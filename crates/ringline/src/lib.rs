//! Ringline Domain Library
//!
//! Core domain types and interfaces for the Ringline outbound voice agent.
//!
//! # Architecture
//!
//! This crate follows Clean Architecture / Hexagonal Architecture principles:
//!
//! - **Domain Layer** (`domain/`): Pure business entities and logic
//!   - `entities/`: Core domain models (Call, CallEvent, Account)
//!   - `value_objects/`: Immutable value types (CallStatus, PhoneNumber, NextAction)
//!   - `services/`: Lifecycle state machine, billing, conversation agent
//!   - `errors/`: Domain-specific error types
//!
//! - **Ports** (`ports/`): Abstract interfaces (traits)
//!   - `repositories/`: Call record and account storage
//!   - `services/`: Language generation and telephony gateway
//!
//! # Usage
//!
//! ```rust,ignore
//! use ringline::domain::{Call, CallStatus, PhoneNumber};
//! use ringline::ports::{CallRepository, TelephonyGateway};
//! ```

pub mod domain;
pub mod ports;

// Re-export commonly used types
pub use domain::services::{
    AgentDecision, CallTrigger, ConversationAgent, DecisionSource, Opening, ProviderCheck, Verb,
    VoiceResponse,
};
pub use domain::{
    Account, Call, CallEvent, CallEventKind, CallStatus, CallTurn, CallbackKind, DomainError,
    NextAction, PhoneNumber, TurnRole,
};
pub use ports::{
    AccountRepository, CallRepository, ChatMessage, CompletionOptions, CompletionResponse,
    LlmProvider, MessageRole, OriginNumber, PlaceCall, PlacedCall, TelephonyGateway, TokenUsage,
};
-.-.-
Exercise:
Retype the records that precede this task, keeping them exactly the same.

Answer:
filename crates/ringline/src/lib.rs
//! Ringline Domain Library
//!
//! Core domain types and interfaces for the Ringline outbound voice agent.
//!
//! # Architecture
//!
//! This crate follows Clean Architecture / Hexagonal Architecture principles:
//!
//! - **Domain Layer** (`domain/`): Pure business entities and logic
//!   - `entities/`: Core domain models (Call, CallEvent, Account)
//!   - `value_objects/`: Immutable value types (CallStatus, PhoneNumber, NextAction)
//!   - `services/`: Lifecycle state machine, billing, conversation agent
//!   - `errors/`: Domain-specific error types
//!
//! - **Ports** (`ports/`): Abstract interfaces (traits)
//!   - `repositories/`: Call record and account storage
//!   - `services/`: Language generation and telephony gateway
//!
//! # Usage
//!
//! ```rust,ignore
//! use ringline::domain::{Call, CallStatus, PhoneNumber};
//! use ringline::ports::{CallRepository, TelephonyGateway};
//! ```

pub mod domain;
pub mod ports;

// Re-export commonly used types
pub use domain::services::{
    AgentDecision, CallTrigger, ConversationAgent, DecisionSource, Opening, ProviderCheck, Verb,
    VoiceResponse,
};
pub use domain::{
    Account, Call, CallEvent, CallEventKind, CallStatus, CallTurn, CallbackKind, DomainError,
    NextAction, PhoneNumber, TurnRole,
};
pub use ports::{
    AccountRepository, CallRepository, ChatMessage, CompletionOptions, CompletionResponse,
    LlmProvider, MessageRole, OriginNumber, PlaceCall, PlacedCall, TelephonyGateway, TokenUsage,
};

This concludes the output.